→ Task statement
An exact copy of all the data is required.

→ Source information
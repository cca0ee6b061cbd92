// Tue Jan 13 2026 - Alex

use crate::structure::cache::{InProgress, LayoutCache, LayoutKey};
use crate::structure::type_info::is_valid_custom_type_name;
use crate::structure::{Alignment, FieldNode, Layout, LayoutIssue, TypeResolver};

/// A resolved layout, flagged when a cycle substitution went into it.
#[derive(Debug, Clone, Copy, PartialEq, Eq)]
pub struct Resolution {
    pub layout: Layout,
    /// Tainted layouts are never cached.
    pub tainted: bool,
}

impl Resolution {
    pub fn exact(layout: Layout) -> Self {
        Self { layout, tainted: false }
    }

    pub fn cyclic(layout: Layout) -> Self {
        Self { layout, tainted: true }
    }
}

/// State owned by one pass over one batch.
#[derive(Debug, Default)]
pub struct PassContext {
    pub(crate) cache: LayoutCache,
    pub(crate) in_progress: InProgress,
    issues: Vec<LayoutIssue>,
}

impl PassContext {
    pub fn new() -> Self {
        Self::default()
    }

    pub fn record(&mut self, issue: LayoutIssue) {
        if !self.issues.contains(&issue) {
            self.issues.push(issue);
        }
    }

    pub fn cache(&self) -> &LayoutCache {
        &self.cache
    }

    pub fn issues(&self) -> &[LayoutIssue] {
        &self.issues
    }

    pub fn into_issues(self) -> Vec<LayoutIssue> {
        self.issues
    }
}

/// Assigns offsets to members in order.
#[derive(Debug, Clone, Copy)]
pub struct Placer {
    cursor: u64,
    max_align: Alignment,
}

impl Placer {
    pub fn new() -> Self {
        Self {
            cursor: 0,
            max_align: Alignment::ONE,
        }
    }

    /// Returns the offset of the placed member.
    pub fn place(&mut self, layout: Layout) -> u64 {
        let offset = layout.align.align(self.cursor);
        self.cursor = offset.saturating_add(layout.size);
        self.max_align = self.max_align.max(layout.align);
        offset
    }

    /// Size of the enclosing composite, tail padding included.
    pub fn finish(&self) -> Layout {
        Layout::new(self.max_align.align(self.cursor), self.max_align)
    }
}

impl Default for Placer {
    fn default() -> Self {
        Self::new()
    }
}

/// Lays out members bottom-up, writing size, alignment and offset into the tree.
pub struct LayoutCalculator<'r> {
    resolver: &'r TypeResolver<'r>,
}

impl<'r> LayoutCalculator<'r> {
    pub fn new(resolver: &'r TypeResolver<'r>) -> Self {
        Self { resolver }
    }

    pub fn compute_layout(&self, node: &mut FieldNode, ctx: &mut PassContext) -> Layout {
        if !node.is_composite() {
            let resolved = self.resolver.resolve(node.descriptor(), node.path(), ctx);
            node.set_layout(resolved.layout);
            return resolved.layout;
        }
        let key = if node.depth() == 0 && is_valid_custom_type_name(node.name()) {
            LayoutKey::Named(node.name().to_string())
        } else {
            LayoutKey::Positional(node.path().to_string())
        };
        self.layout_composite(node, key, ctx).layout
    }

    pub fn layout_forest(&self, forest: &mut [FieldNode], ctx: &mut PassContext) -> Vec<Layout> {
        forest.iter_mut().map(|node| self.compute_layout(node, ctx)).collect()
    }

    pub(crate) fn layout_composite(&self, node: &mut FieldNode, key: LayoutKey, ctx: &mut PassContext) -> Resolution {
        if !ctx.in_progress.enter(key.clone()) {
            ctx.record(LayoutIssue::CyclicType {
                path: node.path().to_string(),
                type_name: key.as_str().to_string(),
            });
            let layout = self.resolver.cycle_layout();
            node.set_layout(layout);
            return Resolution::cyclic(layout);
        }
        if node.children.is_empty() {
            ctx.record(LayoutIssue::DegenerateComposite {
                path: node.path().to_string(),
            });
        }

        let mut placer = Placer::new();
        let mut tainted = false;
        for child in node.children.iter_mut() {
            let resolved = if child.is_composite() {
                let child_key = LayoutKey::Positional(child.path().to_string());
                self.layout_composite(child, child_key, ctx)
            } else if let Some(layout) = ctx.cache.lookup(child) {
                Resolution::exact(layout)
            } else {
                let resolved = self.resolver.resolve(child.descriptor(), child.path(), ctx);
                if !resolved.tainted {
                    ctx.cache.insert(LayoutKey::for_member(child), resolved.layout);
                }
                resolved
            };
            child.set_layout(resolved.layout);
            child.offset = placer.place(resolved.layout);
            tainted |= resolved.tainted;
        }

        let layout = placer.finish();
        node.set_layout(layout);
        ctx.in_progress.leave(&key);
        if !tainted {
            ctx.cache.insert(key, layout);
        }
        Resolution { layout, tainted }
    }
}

→ Completed task
repository cca0ee6b061cbd92
// Tue Jan 13 2026 - Alex

use crate::structure::cache::{InProgress, LayoutCache, LayoutKey};
use crate::structure::type_info::is_valid_custom_type_name;
use crate::structure::{Alignment, FieldNode, Layout, LayoutIssue, TypeResolver};

/// A resolved layout, flagged when a cycle substitution went into it.
#[derive(Debug, Clone, Copy, PartialEq, Eq)]
pub struct Resolution {
    pub layout: Layout,
    /// Tainted layouts are never cached.
    pub tainted: bool,
}

impl Resolution {
    pub fn exact(layout: Layout) -> Self {
        Self { layout, tainted: false }
    }

    pub fn cyclic(layout: Layout) -> Self {
        Self { layout, tainted: true }
    }
}

/// State owned by one pass over one batch.
#[derive(Debug, Default)]
pub struct PassContext {
    pub(crate) cache: LayoutCache,
    pub(crate) in_progress: InProgress,
    issues: Vec<LayoutIssue>,
}

impl PassContext {
    pub fn new() -> Self {
        Self::default()
    }

    pub fn record(&mut self, issue: LayoutIssue) {
        if !self.issues.contains(&issue) {
            self.issues.push(issue);
        }
    }

    pub fn cache(&self) -> &LayoutCache {
        &self.cache
    }

    pub fn issues(&self) -> &[LayoutIssue] {
        &self.issues
    }

    pub fn into_issues(self) -> Vec<LayoutIssue> {
        self.issues
    }
}

/// Assigns offsets to members in order.
#[derive(Debug, Clone, Copy)]
pub struct Placer {
    cursor: u64,
    max_align: Alignment,
}

impl Placer {
    pub fn new() -> Self {
        Self {
            cursor: 0,
            max_align: Alignment::ONE,
        }
    }

    /// Returns the offset of the placed member.
    pub fn place(&mut self, layout: Layout) -> u64 {
        let offset = layout.align.align(self.cursor);
        self.cursor = offset.saturating_add(layout.size);
        self.max_align = self.max_align.max(layout.align);
        offset
    }

    /// Size of the enclosing composite, tail padding included.
    pub fn finish(&self) -> Layout {
        Layout::new(self.max_align.align(self.cursor), self.max_align)
    }
}

impl Default for Placer {
    fn default() -> Self {
        Self::new()
    }
}

/// Lays out members bottom-up, writing size, alignment and offset into the tree.
pub struct LayoutCalculator<'r> {
    resolver: &'r TypeResolver<'r>,
}

impl<'r> LayoutCalculator<'r> {
    pub fn new(resolver: &'r TypeResolver<'r>) -> Self {
        Self { resolver }
    }

    pub fn compute_layout(&self, node: &mut FieldNode, ctx: &mut PassContext) -> Layout {
        if !node.is_composite() {
            let resolved = self.resolver.resolve(node.descriptor(), node.path(), ctx);
            node.set_layout(resolved.layout);
            return resolved.layout;
        }
        let key = if node.depth() == 0 && is_valid_custom_type_name(node.name()) {
            LayoutKey::Named(node.name().to_string())
        } else {
            LayoutKey::Positional(node.path().to_string())
        };
        self.layout_composite(node, key, ctx).layout
    }

    pub fn layout_forest(&self, forest: &mut [FieldNode], ctx: &mut PassContext) -> Vec<Layout> {
        forest.iter_mut().map(|node| self.compute_layout(node, ctx)).collect()
    }

    pub(crate) fn layout_composite(&self, node: &mut FieldNode, key: LayoutKey, ctx: &mut PassContext) -> Resolution {
        if !ctx.in_progress.enter(key.clone()) {
            ctx.record(LayoutIssue::CyclicType {
                path: node.path().to_string(),
                type_name: key.as_str().to_string(),
            });
            let layout = self.resolver.cycle_layout();
            node.set_layout(layout);
            return Resolution::cyclic(layout);
        }
        if node.children.is_empty() {
            ctx.record(LayoutIssue::DegenerateComposite {
                path: node.path().to_string(),
            });
        }

        let mut placer = Placer::new();
        let mut tainted = false;
        for child in node.children.iter_mut() {
            let resolved = if child.is_composite() {
                let child_key = LayoutKey::Positional(child.path().to_string());
                self.layout_composite(child, child_key, ctx)
            } else if let Some(layout) = ctx.cache.lookup(child) {
                Resolution::exact(layout)
            } else {
                let resolved = self.resolver.resolve(child.descriptor(), child.path(), ctx);
                if !resolved.tainted {
                    ctx.cache.insert(LayoutKey::for_member(child), resolved.layout);
                }
                resolved
            };
            child.set_layout(resolved.layout);
            child.offset = placer.place(resolved.layout);
            tainted |= resolved.tainted;
        }

        let layout = placer.finish();
        node.set_layout(layout);
        ctx.in_progress.leave(&key);
        if !tainted {
            ctx.cache.insert(key, layout);
        }
        Resolution { layout, tainted }
    }
}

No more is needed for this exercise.